++++ Entries provided ++++

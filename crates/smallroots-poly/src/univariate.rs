//! Integer roots of univariate integer polynomials.
//!
//! Roots are found p-adically: take the squarefree part, pick a small
//! prime that keeps it squarefree, find all roots modulo that prime by
//! exhaustion, and Hensel-lift each one past twice the Cauchy bound.
//! Lifted candidates are verified exactly, so the answer is exact.

use num_traits::{One, Zero};
use smallroots_integers::{Integer, Rational};

/// All distinct integer roots of `a_0 + a_1 x + ... + a_d x^d`, ascending.
///
/// `coeffs` lists the coefficients from degree 0 up. The zero polynomial
/// has every integer as a root and yields an empty list.
#[must_use]
pub fn integer_roots(coeffs: &[Integer]) -> Vec<Integer> {
    let mut f = trim(coeffs.to_vec());
    if f.is_empty() {
        return Vec::new();
    }
    let mut roots = Vec::new();
    let shift = f.iter().take_while(|c| c.is_zero()).count();
    if shift > 0 {
        roots.push(Integer::zero());
        f.drain(..shift);
    }
    if f.len() >= 2 {
        let g = squarefree_part(&f);
        roots.extend(lifted_roots(&g));
    }
    roots.sort();
    roots.dedup();
    roots
}

/// Horner evaluation.
#[must_use]
pub fn evaluate(coeffs: &[Integer], x: &Integer) -> Integer {
    coeffs
        .iter()
        .rev()
        .fold(Integer::zero(), |acc, c| acc * x + c.clone())
}

fn trim<T: Zero>(mut f: Vec<T>) -> Vec<T> {
    while f.last().is_some_and(Zero::is_zero) {
        f.pop();
    }
    f
}

fn derivative(f: &[Integer]) -> Vec<Integer> {
    f.iter()
        .enumerate()
        .skip(1)
        .map(|(i, c)| c * &Integer::from(i))
        .collect()
}

/// `f / gcd(f, f')`, primitive, over ℤ.
fn squarefree_part(f: &[Integer]) -> Vec<Integer> {
    let fq: Vec<Rational> = f.iter().map(Rational::from).collect();
    let dq: Vec<Rational> = derivative(f).iter().map(Rational::from).collect();
    let g = gcd_q(fq.clone(), dq);
    if g.len() <= 1 {
        return primitive(f.to_vec());
    }
    let (q, _) = divrem_q(&fq, &g);
    let (ints, _) = clear_q(&q);
    primitive(ints)
}

fn primitive(f: Vec<Integer>) -> Vec<Integer> {
    let content = f.iter().fold(Integer::zero(), |g, c| g.gcd(c));
    if content.is_zero() || content.is_one() {
        return f;
    }
    f.into_iter()
        .map(|c| c.div_exact(&content).unwrap_or_else(Integer::zero))
        .collect()
}

fn clear_q(f: &[Rational]) -> (Vec<Integer>, Integer) {
    let d = f.iter().fold(Integer::one(), |l, c| l.lcm(&c.denominator()));
    let ints = f
        .iter()
        .map(|c| {
            (c.numerator() * &d)
                .div_exact(&c.denominator())
                .unwrap_or_else(Integer::zero)
        })
        .collect();
    (ints, d)
}

fn divrem_q(a: &[Rational], b: &[Rational]) -> (Vec<Rational>, Vec<Rational>) {
    let mut r = a.to_vec();
    let Some(lead_inv) = b.last().and_then(Rational::inv) else {
        return (Vec::new(), r);
    };
    if r.len() < b.len() {
        return (Vec::new(), r);
    }
    let mut q = vec![Rational::zero(); r.len() - b.len() + 1];
    for k in (0..q.len()).rev() {
        let c = &r[k + b.len() - 1] * &lead_inv;
        if c.is_zero() {
            continue;
        }
        for (j, bj) in b.iter().enumerate() {
            r[k + j] = &r[k + j] - &(&c * bj);
        }
        q[k] = c;
    }
    (q, trim(r))
}

fn gcd_q(mut a: Vec<Rational>, mut b: Vec<Rational>) -> Vec<Rational> {
    a = trim(a);
    b = trim(b);
    while !b.is_empty() {
        let (_, r) = divrem_q(&a, &b);
        a = b;
        b = r;
    }
    a
}

fn small_primes() -> impl Iterator<Item = u64> {
    (3u64..).step_by(2).filter(|&n| {
        let mut d = 3;
        while d * d <= n {
            if n % d == 0 {
                return false;
            }
            d += 2;
        }
        true
    })
}

fn reduce_u64(f: &[Integer], p: u64) -> Vec<u64> {
    let m = Integer::from(p);
    f.iter()
        .map(|c| c.modulo(&m).to_i64().and_then(|v| u64::try_from(v).ok()).unwrap_or(0))
        .collect()
}

fn mulmod(a: u64, b: u64, p: u64) -> u64 {
    // p < 2^32 in practice, the widening keeps this exact regardless
    u64::try_from(u128::from(a) * u128::from(b) % u128::from(p)).unwrap_or(0)
}

fn powmod(mut a: u64, mut e: u64, p: u64) -> u64 {
    let mut acc = 1 % p;
    while e > 0 {
        if e & 1 == 1 {
            acc = mulmod(acc, a, p);
        }
        a = mulmod(a, a, p);
        e >>= 1;
    }
    acc
}

fn eval_mod(f: &[u64], x: u64, p: u64) -> u64 {
    f.iter().rev().fold(0, |acc, &c| (mulmod(acc, x, p) + c) % p)
}

fn divrem_mod(a: &[u64], b: &[u64], p: u64) -> Vec<u64> {
    let mut r = trim(a.to_vec());
    let b = trim(b.to_vec());
    let Some(&lead) = b.last() else {
        return r;
    };
    let inv = powmod(lead, p - 2, p);
    while r.len() >= b.len() {
        let shift = r.len() - b.len();
        let Some(&top) = r.last() else { break };
        let c = mulmod(top, inv, p);
        for (j, &bj) in b.iter().enumerate() {
            r[shift + j] = (r[shift + j] + p - mulmod(c, bj, p)) % p;
        }
        r = trim(r);
    }
    r
}

fn is_squarefree_mod(f: &[u64], p: u64) -> bool {
    let d: Vec<u64> = f
        .iter()
        .enumerate()
        .skip(1)
        .map(|(i, &c)| mulmod(c, i as u64 % p, p))
        .collect();
    let (mut a, mut b) = (trim(f.to_vec()), trim(d));
    if b.is_empty() {
        return false;
    }
    while !b.is_empty() {
        let r = divrem_mod(&a, &b, p);
        a = b;
        b = r;
    }
    a.len() == 1
}

/// Roots of a squarefree primitive polynomial with non-zero constant term.
fn lifted_roots(f: &[Integer]) -> Vec<Integer> {
    let Some(lead) = f.last() else {
        return Vec::new();
    };
    let mut chosen = None;
    for p in small_primes() {
        let fp = reduce_u64(f, p);
        if fp.last().copied().unwrap_or(0) == 0 {
            continue;
        }
        if is_squarefree_mod(&fp, p) {
            chosen = Some((p, fp));
            break;
        }
    }
    let Some((p, fp)) = chosen else {
        return Vec::new();
    };

    // roots lie within the Cauchy bound 1 + max|a_i / a_d|
    let height = f.iter().map(Integer::abs).max().unwrap_or_else(Integer::zero);
    let bound = (height.div_floor(&lead.abs()) + Integer::one()) * Integer::new(2);
    let df = derivative(f);

    let mut roots = Vec::new();
    for r0 in (0..p).filter(|&r| eval_mod(&fp, r, p) == 0) {
        let mut modulus = Integer::from(p);
        let mut r = Integer::from(r0);
        while modulus <= bound {
            modulus = &modulus * &modulus;
            let d = evaluate(&df, &r);
            let Some(inv) = d.mod_inverse(&modulus) else {
                break;
            };
            r = (&r - &(evaluate(f, &r) * &inv)).modulo(&modulus);
        }
        let candidate = r.sym_rem(&modulus);
        if evaluate(f, &candidate).is_zero() {
            roots.push(candidate);
        }
    }
    roots
}
//! Solver configuration.

use smallroots_integers::{Integer, Rational};
use smallroots_lattice::{LllConfig, ReducerKind};
use smallroots_poly::Polynomial;

use crate::reduction::LatticeReduction;

/// Knobs shared by every solver in a run.
///
/// The numeric thresholds are empirical; they are kept here rather than
/// hard-coded so that callers can tune them.
#[derive(Clone, Debug)]
pub struct SolverConfig {
    /// Force the primal (`Some(true)`) or dual (`Some(false)`) lattice
    /// construction. `None` decides per problem.
    pub use_primal_strategy: Option<bool>,

    /// Force graph-based pruning of shift relations on or off.
    pub use_graph_optimization: Option<bool>,

    /// Try smaller prefixes of the shift relations before the full set.
    pub use_intermediate_sizes: bool,

    /// Nonlinear terms `g_i(x)` to replace by fresh unknowns `u_i`.
    pub unraveled_linearization: Vec<Polynomial<Integer>>,

    /// Lattice reduction backend.
    pub reducer: ReducerKind,

    /// Lovász constant for in-process LLL.
    pub lll_delta: Rational,

    /// Most candidates the linear solver may enumerate.
    pub linear_candidate_cap: usize,

    /// Judge dual vectors by their L1 norm; otherwise the L2 norm over
    /// `sqrt(dimension)` stands in for it.
    pub use_l1_norm: bool,

    /// Shortest scaled vector length below which enumeration is hopeless.
    pub linear_min_shortest: f64,

    /// Coefficients below this absolute value count as small when deciding
    /// on graph pruning.
    pub small_coefficient_threshold: Integer,

    /// Bits of the finite stand-in for an infinite column scale.
    pub infinity_bits: usize,

    /// Largest batch of shift relations to build a lattice from.
    pub max_shift_relations: usize,

    /// Largest total multiplicity of the relation ideals tried.
    pub max_multiplicity: u32,

    /// Nesting limit for solvers that re-enter the automated solver.
    pub max_recursion_depth: usize,
}

impl Default for SolverConfig {
    fn default() -> Self {
        Self {
            use_primal_strategy: None,
            use_graph_optimization: None,
            use_intermediate_sizes: true,
            unraveled_linearization: Vec::new(),
            reducer: ReducerKind::Auto,
            lll_delta: Rational::from_i64(99, 100),
            linear_candidate_cap: 100,
            use_l1_norm: true,
            linear_min_shortest: 0.01,
            small_coefficient_threshold: Integer::new(100),
            infinity_bits: 1000,
            max_shift_relations: 160,
            max_multiplicity: 16,
            max_recursion_depth: 8,
        }
    }
}

impl SolverConfig {
    /// LLL parameters derived from this configuration.
    #[must_use]
    pub fn lll(&self) -> LllConfig {
        LllConfig {
            delta: self.lll_delta.clone(),
        }
    }

    /// The configured reduction backend with its infinity stand-in.
    #[must_use]
    pub fn reduction(&self) -> LatticeReduction {
        LatticeReduction::new(self.reducer.build(self.lll()), self.infinity_bits)
    }
}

++++

Work instructions
Give the number of lines above in which the word "impl" appears, and nothing more.

Written solution
3